*** Opening of Material for this exercise ***

//! Wire format of the inbound event envelope, and its mapping to domain entities

use serde::{Deserialize, Deserializer};

use crate::entities::{AuthorizationRecord, ReactionEvent, TargetItem};
use crate::error::DecodeError;

/// Treat an explicit `null` the same as an absent field
fn null_as_default<'de, D, T>(deserializer: D) -> Result<T, D::Error>
where
    D: Deserializer<'de>,
    T: Default + Deserialize<'de>,
{
    Ok(Option::<T>::deserialize(deserializer)?.unwrap_or_default())
}

/// Event callback envelope
///
/// The verification `token` and the envelope `type` are accepted but not retained.
#[derive(Debug, Default, Deserialize)]
pub(super) struct Envelope {
    #[serde(default, deserialize_with = "null_as_default")]
    team_id: String,
    #[serde(default, deserialize_with = "null_as_default")]
    api_app_id: String,
    #[serde(default)]
    event: Option<Event>,
    /// `null` elements decode as empty records
    #[serde(default, deserialize_with = "null_as_default")]
    authorizations: Vec<Option<Authorization>>,
}

#[derive(Debug, Default, Deserialize)]
struct Event {
    #[serde(rename = "type", default)]
    kind: Option<String>,
    #[serde(default, deserialize_with = "null_as_default")]
    user: String,
    #[serde(default, deserialize_with = "null_as_default")]
    reaction: String,
    #[serde(default, deserialize_with = "null_as_default")]
    item: Item,
    #[serde(default, deserialize_with = "null_as_default")]
    item_user: String,
    #[serde(default, deserialize_with = "null_as_default")]
    event_ts: String,
}

#[derive(Debug, Default, Deserialize)]
struct Item {
    #[serde(rename = "type", default, deserialize_with = "null_as_default")]
    kind: String,
    #[serde(default, deserialize_with = "null_as_default")]
    channel: String,
    #[serde(default, deserialize_with = "null_as_default")]
    ts: String,
}

#[derive(Debug, Default, Deserialize)]
struct Authorization {
    #[serde(default, deserialize_with = "null_as_default")]
    user_id: String,
    #[serde(default, deserialize_with = "null_as_default")]
    is_bot: bool,
}

impl TryFrom<Envelope> for ReactionEvent {
    type Error = DecodeError;

    fn try_from(envelope: Envelope) -> Result<Self, Self::Error> {
        let event = envelope.event.ok_or(DecodeError::MissingEventKind)?;
        let kind = event.kind.ok_or(DecodeError::MissingEventKind)?;

        Ok(Self {
            kind,
            user: event.user,
            reaction: event.reaction,
            item: TargetItem {
                kind: event.item.kind,
                channel: event.item.channel,
                ts: event.item.ts,
            },
            item_user: event.item_user,
            event_ts: event.event_ts,
            team_id: envelope.team_id,
            api_app_id: envelope.api_app_id,
            authorizations: envelope
                .authorizations
                .into_iter()
                .map(Option::unwrap_or_default)
                .map(|auth| AuthorizationRecord {
                    user_id: auth.user_id,
                    is_bot: auth.is_bot,
                })
                .collect(),
        })
    }
}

*** Close of Material for this exercise ***

[Assigned task]: Only lines holding the word "authorizations" are wanted; list them all from the material.

[Answer to the exercise]:
    authorizations: Vec<Option<Authorization>>,
            authorizations: envelope
                .authorizations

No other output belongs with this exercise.